NASA’s DART impacts the moonlet of the asteroid Didymos

The National Aeronautics and Space Administration – NASA – launched a small spacecraft known as the Double Asteroid Redirection Test (DART). On September 26th, per nasa.gov, DART slammed into the small orbital moonlet of the asteroid, Didymos to make the asteroid wobble, diverting it from its natural trajectory. This experiment in inertia aimed to knock Didymos out of a course it held for millions of years. Will Didymos spiral out of control? As the late actress Dene Dietrich warned, “It’s not nice to fool [with] Mother Nature!” All actions have opposite reactions – some unplanned. DART’s consequences may be years away.

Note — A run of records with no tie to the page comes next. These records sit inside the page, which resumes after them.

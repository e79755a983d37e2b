use std::sync::OnceLock;

use chrono::{DateTime, Utc};
use regex::Regex;
use serde::{Deserialize, Serialize};

use super::id::ObjectId;
use crate::error::FieldError;

#[derive(Debug, Serialize, Deserialize, Clone, Copy, PartialEq, Eq, Default)]
#[serde(rename_all = "snake_case")]
pub enum Role {
    #[default]
    User,
    Editor,
    Admin,
}

#[derive(Debug, Serialize, Deserialize, Clone, PartialEq, Eq)]
pub struct User {
    pub id: ObjectId,

    pub username: String,

    pub email: String,

    #[serde(default)]
    pub role: Role,

    pub joined: DateTime<Utc>,

    #[serde(default)]
    pub verified: bool,
}

fn email_re() -> &'static Regex {
    static RE: OnceLock<Regex> = OnceLock::new();
    RE.get_or_init(|| Regex::new(r".+@.+\..+").expect("static email pattern"))
}

impl User {
    pub fn validate(username: &str, email: &str, now: DateTime<Utc>) -> Result<User, Vec<FieldError>> {
        let username = username.trim();
        let email = email.trim();
        let mut errors = Vec::new();

        if username.is_empty() {
            errors.push(FieldError::new("username", "Username cannot be blank"));
        }
        if email.is_empty() {
            errors.push(FieldError::new("email", "Email cannot be blank"));
        } else if !email_re().is_match(email) {
            errors.push(FieldError::new("email", "Please enter a valid email address"));
        }

        if !errors.is_empty() {
            return Err(errors);
        }

        Ok(User {
            id: ObjectId::new(),
            username: username.to_string(),
            email: email.to_string(),
            role: Role::default(),
            joined: now,
            verified: false,
        })
    }
}

#[cfg(test)]
mod tests {
    use super::*;

    #[test]
    fn accepts_plain_user() {
        let u = User::validate(" ana ", "ana@example.org", Utc::now()).unwrap();
        assert_eq!(u.username, "ana");
        assert_eq!(u.role, Role::User);
        assert!(!u.verified);
    }

    #[test]
    fn reports_each_bad_field() {
        let errors = User::validate("", "not-an-email", Utc::now()).unwrap_err();
        let fields: Vec<_> = errors.iter().map(|e| e.field.as_str()).collect();
        assert_eq!(fields, ["username", "email"]);
    }
}
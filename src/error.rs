//! Error types for the dictionary core

use axum::{
    extract::rejection::JsonRejection,
    http::StatusCode,
    response::{IntoResponse, Response},
    Json,
};
use serde::Serialize;
use serde_json::json;
use thiserror::Error;
use tracing::{error, warn};

pub type Result<T> = std::result::Result<T, DictError>;

/// A single field rejected by record validation.
#[derive(Debug, Clone, PartialEq, Eq, Serialize)]
pub struct FieldError {
    pub field: String,
    pub message: String,
}

impl FieldError {
    pub fn new(field: impl Into<String>, message: impl Into<String>) -> Self {
        FieldError {
            field: field.into(),
            message: message.into(),
        }
    }

    pub fn required(field: &str) -> Self {
        FieldError::new(field, format!("Path `{field}` is required."))
    }
}

fn join_fields(errors: &[FieldError]) -> String {
    errors
        .iter()
        .map(|e| format!("{}: {}", e.field, e.message))
        .collect::<Vec<_>>()
        .join(", ")
}

#[derive(Error, Debug)]
pub enum DictError {
    #[error("{0}")]
    InvalidSubmission(String),

    #[error("No user found")]
    UserNotFound,

    #[error("{0} not found")]
    NotFound(String),

    #[error("Validation failed: {}", join_fields(.0))]
    StorageValidation(Vec<FieldError>),

    #[error("Storage failure: {0}")]
    Infrastructure(String),
}

impl From<std::io::Error> for DictError {
    fn from(e: std::io::Error) -> Self {
        DictError::Infrastructure(e.to_string())
    }
}

impl From<serde_json::Error> for DictError {
    fn from(e: serde_json::Error) -> Self {
        DictError::Infrastructure(e.to_string())
    }
}

/// Malformed, mistyped or wrongly labelled request bodies.
impl From<JsonRejection> for DictError {
    fn from(rejection: JsonRejection) -> Self {
        DictError::InvalidSubmission(rejection.body_text())
    }
}

impl DictError {
    pub fn invalid(message: impl Into<String>) -> Self {
        DictError::InvalidSubmission(message.into())
    }

    /// Error code for response bodies
    pub fn code(&self) -> &'static str {
        match self {
            DictError::InvalidSubmission(_) => "INVALID_SUBMISSION",
            DictError::UserNotFound => "USER_NOT_FOUND",
            DictError::NotFound(_) => "NOT_FOUND",
            DictError::StorageValidation(_) => "VALIDATION_FAILED",
            DictError::Infrastructure(_) => "INFRASTRUCTURE_FAILURE",
        }
    }

    pub fn status(&self) -> StatusCode {
        match self {
            DictError::InvalidSubmission(_) | DictError::StorageValidation(_) => {
                StatusCode::BAD_REQUEST
            }
            DictError::UserNotFound => StatusCode::UNAUTHORIZED,
            DictError::NotFound(_) => StatusCode::NOT_FOUND,
            DictError::Infrastructure(_) => StatusCode::INTERNAL_SERVER_ERROR,
        }
    }
}

impl IntoResponse for DictError {
    fn into_response(self) -> Response {
        let status = self.status();

        let body = match &self {
            DictError::StorageValidation(details) => {
                warn!(error = %self, "record rejected");
                json!({
                    "success": false,
                    "error": self.code(),
                    "message": "Validation failed",
                    "details": details,
                })
            }
            // detail stays in the log
            DictError::Infrastructure(detail) => {
                error!(%detail, "storage failure");
                json!({
                    "success": false,
                    "error": self.code(),
                    "message": "Something went wrong.",
                })
            }
            _ => json!({
                "success": false,
                "error": self.code(),
                "message": self.to_string(),
            }),
        };

        (status, Json(body)).into_response()
    }
}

What about the aviation industry’s natural path? Remember when aviation was all about … aviation? Pilots, aircraft mechanics, air traffic controllers, engineers, aviation folks, all were loyal to the dictates of each Federal Aviation Regulation (FAR), particularly Title 14 Code of Federal Regulations (CFR) Parts 21, 23, 25, 27, 29, 43, 65, 121, 135 and 145. Safety habits were the basis of instruction in Title 14 CFR Part 141 Pilot Schools, Part 142 Training Centers and Part 147 Aviation Maintenance Technician Schools. Federal Aviation Administration (FAA) certification came with FAR required Safety.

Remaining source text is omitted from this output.